(Collected data entries)

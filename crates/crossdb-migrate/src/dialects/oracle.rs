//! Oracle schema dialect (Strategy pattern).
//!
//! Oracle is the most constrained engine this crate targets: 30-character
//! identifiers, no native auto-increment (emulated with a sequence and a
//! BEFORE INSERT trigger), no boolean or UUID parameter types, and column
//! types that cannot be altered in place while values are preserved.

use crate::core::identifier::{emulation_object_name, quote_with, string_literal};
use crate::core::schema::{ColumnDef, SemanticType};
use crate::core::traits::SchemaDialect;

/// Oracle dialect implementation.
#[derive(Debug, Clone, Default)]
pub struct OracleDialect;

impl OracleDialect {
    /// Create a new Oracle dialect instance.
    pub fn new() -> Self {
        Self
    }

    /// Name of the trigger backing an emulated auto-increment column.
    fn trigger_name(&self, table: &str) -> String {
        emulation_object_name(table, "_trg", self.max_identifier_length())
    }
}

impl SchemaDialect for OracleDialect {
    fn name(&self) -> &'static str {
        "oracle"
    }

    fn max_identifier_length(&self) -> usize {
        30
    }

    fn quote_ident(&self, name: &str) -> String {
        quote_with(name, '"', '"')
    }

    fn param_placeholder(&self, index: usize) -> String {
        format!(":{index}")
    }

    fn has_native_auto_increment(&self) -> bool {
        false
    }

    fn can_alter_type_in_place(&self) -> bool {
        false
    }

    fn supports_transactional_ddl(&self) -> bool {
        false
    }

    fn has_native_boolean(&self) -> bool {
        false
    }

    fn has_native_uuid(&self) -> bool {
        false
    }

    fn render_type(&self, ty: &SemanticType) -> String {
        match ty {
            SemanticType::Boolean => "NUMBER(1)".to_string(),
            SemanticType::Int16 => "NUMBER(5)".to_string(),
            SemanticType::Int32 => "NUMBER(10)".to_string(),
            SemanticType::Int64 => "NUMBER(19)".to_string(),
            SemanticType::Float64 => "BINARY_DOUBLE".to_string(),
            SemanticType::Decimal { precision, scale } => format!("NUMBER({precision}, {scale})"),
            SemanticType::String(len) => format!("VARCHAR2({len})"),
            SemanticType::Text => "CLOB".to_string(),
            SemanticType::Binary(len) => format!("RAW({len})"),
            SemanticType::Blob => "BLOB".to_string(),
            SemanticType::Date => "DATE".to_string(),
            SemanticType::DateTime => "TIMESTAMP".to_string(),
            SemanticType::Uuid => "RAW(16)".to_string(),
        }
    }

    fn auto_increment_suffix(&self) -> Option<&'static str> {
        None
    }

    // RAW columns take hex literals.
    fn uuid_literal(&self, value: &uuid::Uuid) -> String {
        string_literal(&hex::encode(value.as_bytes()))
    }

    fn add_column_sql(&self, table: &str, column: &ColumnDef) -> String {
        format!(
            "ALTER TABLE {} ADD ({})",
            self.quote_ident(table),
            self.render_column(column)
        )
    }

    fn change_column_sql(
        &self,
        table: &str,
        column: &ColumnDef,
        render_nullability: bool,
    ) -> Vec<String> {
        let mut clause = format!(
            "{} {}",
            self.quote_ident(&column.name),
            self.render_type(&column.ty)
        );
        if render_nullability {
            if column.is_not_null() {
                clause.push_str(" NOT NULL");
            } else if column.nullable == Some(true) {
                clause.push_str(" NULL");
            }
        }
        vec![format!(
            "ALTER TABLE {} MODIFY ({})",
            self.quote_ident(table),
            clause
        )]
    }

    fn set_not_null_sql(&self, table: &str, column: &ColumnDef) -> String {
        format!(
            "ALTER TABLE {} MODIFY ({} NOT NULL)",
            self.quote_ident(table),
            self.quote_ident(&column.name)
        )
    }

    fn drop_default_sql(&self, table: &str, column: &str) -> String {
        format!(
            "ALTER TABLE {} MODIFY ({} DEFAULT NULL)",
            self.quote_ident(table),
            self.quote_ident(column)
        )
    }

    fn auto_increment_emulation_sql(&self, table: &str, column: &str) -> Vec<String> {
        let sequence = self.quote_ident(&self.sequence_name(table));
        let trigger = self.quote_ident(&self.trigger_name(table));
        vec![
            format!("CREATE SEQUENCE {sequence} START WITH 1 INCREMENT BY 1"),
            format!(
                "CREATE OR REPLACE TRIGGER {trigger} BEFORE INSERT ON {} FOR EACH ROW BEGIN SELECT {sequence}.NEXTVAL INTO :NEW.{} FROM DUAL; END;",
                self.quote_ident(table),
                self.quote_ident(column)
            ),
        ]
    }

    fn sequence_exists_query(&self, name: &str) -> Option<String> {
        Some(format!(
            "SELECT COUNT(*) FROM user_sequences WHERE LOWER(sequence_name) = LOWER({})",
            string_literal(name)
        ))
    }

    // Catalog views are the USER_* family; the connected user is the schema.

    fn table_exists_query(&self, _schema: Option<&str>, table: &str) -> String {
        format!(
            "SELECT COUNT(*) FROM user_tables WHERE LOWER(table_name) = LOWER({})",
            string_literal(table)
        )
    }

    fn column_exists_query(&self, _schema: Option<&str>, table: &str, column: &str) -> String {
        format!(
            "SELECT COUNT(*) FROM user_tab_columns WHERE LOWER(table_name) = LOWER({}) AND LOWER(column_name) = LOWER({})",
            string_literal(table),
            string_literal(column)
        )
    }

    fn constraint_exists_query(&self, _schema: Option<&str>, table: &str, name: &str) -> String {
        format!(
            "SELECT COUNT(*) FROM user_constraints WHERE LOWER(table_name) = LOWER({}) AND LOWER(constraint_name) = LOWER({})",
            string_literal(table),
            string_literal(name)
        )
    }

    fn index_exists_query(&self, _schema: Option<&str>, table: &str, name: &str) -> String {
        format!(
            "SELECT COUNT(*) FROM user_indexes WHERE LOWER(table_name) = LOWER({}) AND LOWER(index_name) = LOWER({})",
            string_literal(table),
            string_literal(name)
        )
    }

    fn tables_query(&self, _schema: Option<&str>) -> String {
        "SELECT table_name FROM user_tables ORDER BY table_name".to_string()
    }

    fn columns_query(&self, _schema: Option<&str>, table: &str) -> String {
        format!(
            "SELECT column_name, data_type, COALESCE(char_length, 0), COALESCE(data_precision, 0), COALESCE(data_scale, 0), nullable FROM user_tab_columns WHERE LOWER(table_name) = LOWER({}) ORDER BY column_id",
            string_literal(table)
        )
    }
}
---
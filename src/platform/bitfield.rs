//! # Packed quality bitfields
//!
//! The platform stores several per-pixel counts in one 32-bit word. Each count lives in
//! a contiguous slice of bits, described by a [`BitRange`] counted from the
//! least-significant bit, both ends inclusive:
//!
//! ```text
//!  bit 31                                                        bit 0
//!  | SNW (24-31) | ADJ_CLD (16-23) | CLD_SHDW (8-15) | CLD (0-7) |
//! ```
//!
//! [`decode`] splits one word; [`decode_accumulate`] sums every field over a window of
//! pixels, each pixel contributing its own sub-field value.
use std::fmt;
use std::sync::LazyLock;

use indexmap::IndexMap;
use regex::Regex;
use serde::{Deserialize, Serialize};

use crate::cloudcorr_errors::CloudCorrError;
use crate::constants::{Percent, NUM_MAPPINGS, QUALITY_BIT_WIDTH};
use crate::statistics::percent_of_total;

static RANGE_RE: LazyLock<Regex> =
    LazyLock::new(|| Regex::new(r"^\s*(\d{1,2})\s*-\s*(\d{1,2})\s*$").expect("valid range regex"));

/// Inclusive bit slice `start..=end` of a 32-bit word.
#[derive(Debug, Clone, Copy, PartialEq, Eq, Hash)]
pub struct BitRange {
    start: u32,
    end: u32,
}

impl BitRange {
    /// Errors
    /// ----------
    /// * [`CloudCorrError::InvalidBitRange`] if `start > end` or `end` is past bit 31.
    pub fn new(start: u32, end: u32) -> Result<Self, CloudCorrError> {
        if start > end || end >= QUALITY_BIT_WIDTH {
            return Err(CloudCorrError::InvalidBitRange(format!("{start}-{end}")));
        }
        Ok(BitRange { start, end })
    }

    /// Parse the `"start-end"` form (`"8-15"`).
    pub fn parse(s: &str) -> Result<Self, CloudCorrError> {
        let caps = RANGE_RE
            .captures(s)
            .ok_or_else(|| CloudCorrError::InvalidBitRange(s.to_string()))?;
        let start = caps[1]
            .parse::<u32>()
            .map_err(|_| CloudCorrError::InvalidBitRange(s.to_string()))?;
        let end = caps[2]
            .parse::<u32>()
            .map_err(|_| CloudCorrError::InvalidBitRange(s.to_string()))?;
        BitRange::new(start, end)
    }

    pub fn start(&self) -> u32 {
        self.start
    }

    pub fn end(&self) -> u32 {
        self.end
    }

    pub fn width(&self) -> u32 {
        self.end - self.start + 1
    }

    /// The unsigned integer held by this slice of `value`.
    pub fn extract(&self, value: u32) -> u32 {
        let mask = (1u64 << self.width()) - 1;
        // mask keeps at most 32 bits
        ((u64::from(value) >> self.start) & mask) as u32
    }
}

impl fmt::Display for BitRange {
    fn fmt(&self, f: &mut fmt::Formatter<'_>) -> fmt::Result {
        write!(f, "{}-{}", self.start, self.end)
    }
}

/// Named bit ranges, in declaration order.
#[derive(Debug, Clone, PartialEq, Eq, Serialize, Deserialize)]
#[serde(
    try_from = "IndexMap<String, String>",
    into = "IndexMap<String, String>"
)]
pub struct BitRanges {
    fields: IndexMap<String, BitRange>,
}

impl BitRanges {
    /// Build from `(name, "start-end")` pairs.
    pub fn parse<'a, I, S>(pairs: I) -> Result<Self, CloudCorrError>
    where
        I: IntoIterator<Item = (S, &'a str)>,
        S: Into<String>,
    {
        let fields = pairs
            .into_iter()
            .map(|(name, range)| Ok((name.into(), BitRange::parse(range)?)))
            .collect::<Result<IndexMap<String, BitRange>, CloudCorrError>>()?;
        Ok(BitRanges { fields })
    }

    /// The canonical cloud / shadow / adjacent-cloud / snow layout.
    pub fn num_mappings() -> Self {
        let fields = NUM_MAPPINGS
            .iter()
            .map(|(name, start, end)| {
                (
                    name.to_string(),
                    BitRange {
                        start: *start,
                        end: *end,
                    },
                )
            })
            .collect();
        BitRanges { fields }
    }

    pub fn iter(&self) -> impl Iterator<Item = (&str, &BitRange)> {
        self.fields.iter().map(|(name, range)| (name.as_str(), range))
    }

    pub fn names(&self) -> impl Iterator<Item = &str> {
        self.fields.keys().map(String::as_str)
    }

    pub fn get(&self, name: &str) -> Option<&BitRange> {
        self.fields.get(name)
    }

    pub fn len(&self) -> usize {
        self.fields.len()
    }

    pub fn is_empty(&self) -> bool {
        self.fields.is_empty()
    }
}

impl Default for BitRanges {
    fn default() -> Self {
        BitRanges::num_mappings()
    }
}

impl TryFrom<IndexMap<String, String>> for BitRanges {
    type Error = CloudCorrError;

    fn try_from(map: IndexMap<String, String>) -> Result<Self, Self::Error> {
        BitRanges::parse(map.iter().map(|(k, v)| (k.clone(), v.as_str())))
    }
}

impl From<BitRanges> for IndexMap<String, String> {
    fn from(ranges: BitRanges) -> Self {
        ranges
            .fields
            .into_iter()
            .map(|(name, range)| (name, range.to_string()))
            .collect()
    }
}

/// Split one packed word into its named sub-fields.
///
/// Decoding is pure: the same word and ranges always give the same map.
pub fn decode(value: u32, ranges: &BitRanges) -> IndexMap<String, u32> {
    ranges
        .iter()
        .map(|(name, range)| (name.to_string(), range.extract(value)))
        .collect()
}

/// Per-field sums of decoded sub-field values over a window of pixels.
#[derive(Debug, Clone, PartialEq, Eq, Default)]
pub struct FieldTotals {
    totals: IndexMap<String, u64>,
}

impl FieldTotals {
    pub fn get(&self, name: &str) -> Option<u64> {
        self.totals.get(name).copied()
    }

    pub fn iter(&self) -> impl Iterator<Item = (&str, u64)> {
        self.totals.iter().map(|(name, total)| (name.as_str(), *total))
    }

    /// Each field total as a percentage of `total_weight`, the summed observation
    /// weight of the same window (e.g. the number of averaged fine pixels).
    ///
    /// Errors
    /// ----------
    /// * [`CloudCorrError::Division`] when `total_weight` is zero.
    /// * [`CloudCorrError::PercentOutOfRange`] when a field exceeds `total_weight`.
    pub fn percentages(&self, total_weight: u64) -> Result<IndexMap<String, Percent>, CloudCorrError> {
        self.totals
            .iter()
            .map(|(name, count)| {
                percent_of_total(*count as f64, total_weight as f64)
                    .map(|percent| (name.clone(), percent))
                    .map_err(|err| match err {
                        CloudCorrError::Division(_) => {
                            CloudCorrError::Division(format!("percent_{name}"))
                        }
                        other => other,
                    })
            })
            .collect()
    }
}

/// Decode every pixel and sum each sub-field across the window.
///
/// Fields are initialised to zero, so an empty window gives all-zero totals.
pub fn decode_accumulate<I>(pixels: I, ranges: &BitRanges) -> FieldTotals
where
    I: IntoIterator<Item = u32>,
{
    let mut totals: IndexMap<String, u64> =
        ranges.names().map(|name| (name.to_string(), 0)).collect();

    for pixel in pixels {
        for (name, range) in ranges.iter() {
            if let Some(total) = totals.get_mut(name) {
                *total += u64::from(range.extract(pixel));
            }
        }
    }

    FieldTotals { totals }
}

WORK ORDER: Locate the lines above that hold the word "nullable". Show every one of them.

RESPONSE TO THE EXERCISE:
            } else if column.nullable == Some(true) {
            "SELECT column_name, data_type, COALESCE(char_length, 0), COALESCE(data_precision, 0), COALESCE(data_scale, 0), nullable FROM user_tab_columns WHERE LOWER(table_name) = LOWER({}) ORDER BY column_id",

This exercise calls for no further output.